__What you are asked to do__. Whenever a line in the entries below contains "remove", copy that line.

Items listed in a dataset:
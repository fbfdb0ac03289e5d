use async_trait::async_trait;
use chrono::{DateTime, Duration, Utc};
use std::{collections::HashMap, sync::Arc};
use tokio::sync::RwLock;
use uuid::Uuid;

use crate::{
    db::store::{MediaStore, PreferenceStore, RoomStore, SessionStore, UserStore},
    error::{AppError, AppResult},
    models::{
        MediaEntry, MediaItem, MediaItemUpdate, Membership, NewMediaItem, Preference,
        PreferenceInput, PreferenceNotesUpdate, PreferenceWithUser, ProfileUpdate, Role, Room,
        RoomSummary, Session, User, UserSummary,
    },
    services::filter::MediaQuery,
};

/// Process-local store backed by hash maps.
///
/// Every write happens under a single write lock, so multi-row operations
/// (room creation, cascading deletes, upserts) are atomic.
#[derive(Clone, Default)]
pub struct MemoryStore {
    inner: Arc<RwLock<Inner>>,
}

#[derive(Default)]
struct Inner {
    users: HashMap<Uuid, User>,
    sessions: HashMap<String, Session>,
    rooms: HashMap<Uuid, Room>,
    /// Keyed by (user, room)
    memberships: HashMap<(Uuid, Uuid), Membership>,
    media: HashMap<Uuid, MediaItem>,
    /// Keyed by media item, then user
    preferences: HashMap<Uuid, HashMap<Uuid, Preference>>,
    last_timestamp: Option<DateTime<Utc>>,
}

impl Inner {
    /// Strictly increasing timestamps keep recency ordering deterministic
    fn now(&mut self) -> DateTime<Utc> {
        let mut now = Utc::now();
        if let Some(last) = self.last_timestamp {
            if now <= last {
                now = last + Duration::microseconds(1);
            }
        }
        self.last_timestamp = Some(now);
        now
    }

    fn user_summary(&self, user_id: Uuid) -> UserSummary {
        self.users
            .get(&user_id)
            .map(User::summary)
            .unwrap_or_else(|| UserSummary {
                id: user_id,
                name: "Unknown".to_string(),
                image_url: None,
            })
    }

    fn preferences_for(&self, media_item_id: Uuid) -> Vec<&Preference> {
        let mut prefs: Vec<&Preference> = self
            .preferences
            .get(&media_item_id)
            .map(|by_user| by_user.values().collect())
            .unwrap_or_default();
        prefs.sort_by_key(|p| p.created_at);
        prefs
    }

    fn delete_media_cascade(&mut self, media_item_id: Uuid) {
        self.media.remove(&media_item_id);
        self.preferences.remove(&media_item_id);
    }
}

impl MemoryStore {
    pub fn new() -> Self {
        Self::default()
    }
}

#[async_trait]
impl UserStore for MemoryStore {
    async fn create_user(&self, name: &str, email: &str, password_hash: &str) -> AppResult<User> {
        let mut inner = self.inner.write().await;
        if inner.users.values().any(|u| u.email == email) {
            return Err(AppError::InvalidInput("User already exists".to_string()));
        }
        let user = User {
            id: Uuid::new_v4(),
            name: name.to_string(),
            email: email.to_string(),
            image_url: None,
            password_hash: password_hash.to_string(),
            created_at: inner.now(),
        };
        inner.users.insert(user.id, user.clone());
        Ok(user)
    }

    async fn get_user(&self, id: Uuid) -> AppResult<Option<User>> {
        Ok(self.inner.read().await.users.get(&id).cloned())
    }

    async fn find_user_by_email(&self, email: &str) -> AppResult<Option<User>> {
        let inner = self.inner.read().await;
        Ok(inner.users.values().find(|u| u.email == email).cloned())
    }

    async fn update_profile(&self, id: Uuid, update: &ProfileUpdate) -> AppResult<Option<User>> {
        let mut inner = self.inner.write().await;
        let Some(user) = inner.users.get_mut(&id) else {
            return Ok(None);
        };
        if let Some(name) = &update.name {
            user.name = name.clone();
        }
        if let Some(image_url) = &update.image_url {
            user.image_url = image_url.clone();
        }
        Ok(Some(user.clone()))
    }
}

#[async_trait]
impl SessionStore for MemoryStore {
    async fn create_session(&self, session: &Session) -> AppResult<()> {
        let mut inner = self.inner.write().await;
        inner.sessions.insert(session.token.clone(), session.clone());
        Ok(())
    }

    async fn find_session(&self, token: &str) -> AppResult<Option<Session>> {
        Ok(self.inner.read().await.sessions.get(token).cloned())
    }

    async fn delete_session(&self, token: &str) -> AppResult<()> {
        self.inner.write().await.sessions.remove(token);
        Ok(())
    }
}

#[async_trait]
impl RoomStore for MemoryStore {
    async fn create_room(&self, name: &str, invite_code: &str, owner_id: Uuid) -> AppResult<Room> {
        let mut inner = self.inner.write().await;
        if inner.rooms.values().any(|r| r.invite_code == invite_code) {
            return Err(AppError::Internal("Invite code collision".to_string()));
        }
        let created_at = inner.now();
        let room = Room {
            id: Uuid::new_v4(),
            name: name.to_string(),
            invite_code: invite_code.to_string(),
            created_at,
        };
        inner.rooms.insert(room.id, room.clone());
        inner.memberships.insert(
            (owner_id, room.id),
            Membership {
                user_id: owner_id,
                room_id: room.id,
                role: Role::Owner,
                created_at,
            },
        );
        Ok(room)
    }

    async fn get_room(&self, room_id: Uuid) -> AppResult<Option<Room>> {
        Ok(self.inner.read().await.rooms.get(&room_id).cloned())
    }

    async fn find_room_by_invite_code(&self, code: &str) -> AppResult<Option<Room>> {
        let inner = self.inner.read().await;
        Ok(inner.rooms.values().find(|r| r.invite_code == code).cloned())
    }

    async fn invite_code_exists(&self, code: &str) -> AppResult<bool> {
        let inner = self.inner.read().await;
        Ok(inner.rooms.values().any(|r| r.invite_code == code))
    }

    async fn media_item_count(&self, room_id: Uuid) -> AppResult<i64> {
        let inner = self.inner.read().await;
        Ok(inner.media.values().filter(|m| m.room_id == room_id).count() as i64)
    }

    async fn list_rooms_for_user(&self, user_id: Uuid) -> AppResult<Vec<RoomSummary>> {
        let inner = self.inner.read().await;
        let mut summaries: Vec<RoomSummary> = inner
            .memberships
            .values()
            .filter(|m| m.user_id == user_id)
            .filter_map(|m| {
                let room = inner.rooms.get(&m.room_id)?;
                Some(RoomSummary {
                    room: room.clone(),
                    role: m.role,
                    member_count: inner
                        .memberships
                        .values()
                        .filter(|other| other.room_id == room.id)
                        .count() as i64,
                    media_item_count: inner
                        .media
                        .values()
                        .filter(|item| item.room_id == room.id)
                        .count() as i64,
                    joined_at: m.created_at,
                })
            })
            .collect();
        summaries.sort_by(|a, b| b.joined_at.cmp(&a.joined_at));
        Ok(summaries)
    }

    async fn delete_room(&self, room_id: Uuid) -> AppResult<()> {
        let mut inner = self.inner.write().await;
        inner.rooms.remove(&room_id);
        inner.memberships.retain(|_, m| m.room_id != room_id);
        let media_ids: Vec<Uuid> = inner
            .media
            .values()
            .filter(|item| item.room_id == room_id)
            .map(|item| item.id)
            .collect();
        for id in media_ids {
            inner.delete_media_cascade(id);
        }
        Ok(())
    }

    async fn get_membership(&self, user_id: Uuid, room_id: Uuid) -> AppResult<Option<Membership>> {
        let inner = self.inner.read().await;
        Ok(inner.memberships.get(&(user_id, room_id)).cloned())
    }

    async fn add_membership(
        &self,
        user_id: Uuid,
        room_id: Uuid,
        role: Role,
    ) -> AppResult<Membership> {
        let mut inner = self.inner.write().await;
        if let Some(existing) = inner.memberships.get(&(user_id, room_id)) {
            return Ok(existing.clone());
        }
        let membership = Membership {
            user_id,
            room_id,
            role,
            created_at: inner.now(),
        };
        inner
            .memberships
            .insert((user_id, room_id), membership.clone());
        Ok(membership)
    }

    async fn delete_membership(&self, user_id: Uuid, room_id: Uuid) -> AppResult<()> {
        self.inner
            .write()
            .await
            .memberships
            .remove(&(user_id, room_id));
        Ok(())
    }

    async fn room_member_ids(&self, room_id: Uuid) -> AppResult<Vec<Uuid>> {
        let inner = self.inner.read().await;
        Ok(inner
            .memberships
            .values()
            .filter(|m| m.room_id == room_id)
            .map(|m| m.user_id)
            .collect())
    }

    async fn room_ids_for_user(&self, user_id: Uuid) -> AppResult<Vec<Uuid>> {
        let inner = self.inner.read().await;
        Ok(inner
            .memberships
            .values()
            .filter(|m| m.user_id == user_id)
            .map(|m| m.room_id)
            .collect())
    }
}

#[async_trait]
impl MediaStore for MemoryStore {
    async fn find_or_create_media_item(&self, item: NewMediaItem) -> AppResult<(MediaItem, bool)> {
        let mut inner = self.inner.write().await;
        if let Some(tmdb_id) = item.tmdb_id {
            if let Some(existing) = inner
                .media
                .values()
                .find(|m| m.room_id == item.room_id && m.tmdb_id == Some(tmdb_id))
            {
                return Ok((existing.clone(), false));
            }
        }
        let created_at = inner.now();
        let item = item.into_item(Uuid::new_v4(), created_at);
        inner.media.insert(item.id, item.clone());
        Ok((item, true))
    }

    async fn get_media_item(&self, id: Uuid) -> AppResult<Option<MediaItem>> {
        Ok(self.inner.read().await.media.get(&id).cloned())
    }

    async fn update_media_item(
        &self,
        id: Uuid,
        update: &MediaItemUpdate,
    ) -> AppResult<Option<MediaItem>> {
        let mut inner = self.inner.write().await;
        let Some(item) = inner.media.get_mut(&id) else {
            return Ok(None);
        };
        update.apply(item);
        Ok(Some(item.clone()))
    }

    async fn delete_media_item(&self, id: Uuid) -> AppResult<()> {
        self.inner.write().await.delete_media_cascade(id);
        Ok(())
    }

    async fn query_media(&self, query: &MediaQuery) -> AppResult<Vec<MediaEntry>> {
        let inner = self.inner.read().await;

        let mut entries: Vec<MediaEntry> = inner
            .media
            .values()
            .filter_map(|item| {
                let prefs = inner.preferences_for(item.id);
                let owned: Vec<Preference> = prefs.iter().map(|p| (*p).clone()).collect();
                if !query.matches(item, &owned) {
                    return None;
                }
                Some(MediaEntry {
                    item: item.clone(),
                    created_by_name: inner.user_summary(item.created_by).name,
                    room_name: inner
                        .rooms
                        .get(&item.room_id)
                        .map(|r| r.name.clone())
                        .unwrap_or_default(),
                    preferences: owned
                        .into_iter()
                        .map(|preference| PreferenceWithUser {
                            user: inner.user_summary(preference.user_id),
                            preference,
                        })
                        .collect(),
                })
            })
            .collect();

        entries.sort_by(|a, b| {
            b.item
                .created_at
                .cmp(&a.item.created_at)
                .then_with(|| a.item.id.cmp(&b.item.id))
        });
        Ok(entries)
    }
}

#[async_trait]
impl PreferenceStore for MemoryStore {
    async fn upsert_preference(
        &self,
        user_id: Uuid,
        media_item_id: Uuid,
        input: &PreferenceInput,
    ) -> AppResult<Preference> {
        let mut inner = self.inner.write().await;
        let now = inner.now();
        let preference = inner
            .preferences
            .entry(media_item_id)
            .or_default()
            .entry(user_id)
            .and_modify(|p| {
                p.status = input.status;
                p.excitement = input.excitement;
                p.notes = input.notes.clone();
                p.recommended_by_name = input.recommended_by_name.clone();
                p.recommendation_context = input.recommendation_context.clone();
                p.updated_at = now;
            })
            .or_insert_with(|| Preference {
                user_id,
                media_item_id,
                status: input.status,
                excitement: input.excitement,
                notes: input.notes.clone(),
                recommended_by_name: input.recommended_by_name.clone(),
                recommendation_context: input.recommendation_context.clone(),
                created_at: now,
                updated_at: now,
            });
        Ok(preference.clone())
    }

    async fn get_preference(
        &self,
        user_id: Uuid,
        media_item_id: Uuid,
    ) -> AppResult<Option<Preference>> {
        let inner = self.inner.read().await;
        Ok(inner
            .preferences
            .get(&media_item_id)
            .and_then(|by_user| by_user.get(&user_id))
            .cloned())
    }

    async fn update_preference_notes(
        &self,
        user_id: Uuid,
        media_item_id: Uuid,
        update: &PreferenceNotesUpdate,
    ) -> AppResult<Preference> {
        let mut inner = self.inner.write().await;
        let now = inner.now();
        let (status, excitement) = PreferenceNotesUpdate::default_rating();
        let preference = inner
            .preferences
            .entry(media_item_id)
            .or_default()
            .entry(user_id)
            .or_insert_with(|| Preference {
                user_id,
                media_item_id,
                status,
                excitement,
                notes: None,
                recommended_by_name: None,
                recommendation_context: None,
                created_at: now,
                updated_at: now,
            });
        update.apply(preference);
        preference.updated_at = now;
        Ok(preference.clone())
    }
}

__Solution to the problem__.
        self.media.remove(&media_item_id);
        self.preferences.remove(&media_item_id);
        self.inner.write().await.sessions.remove(token);
        inner.rooms.remove(&room_id);
            .remove(&(user_id, room_id));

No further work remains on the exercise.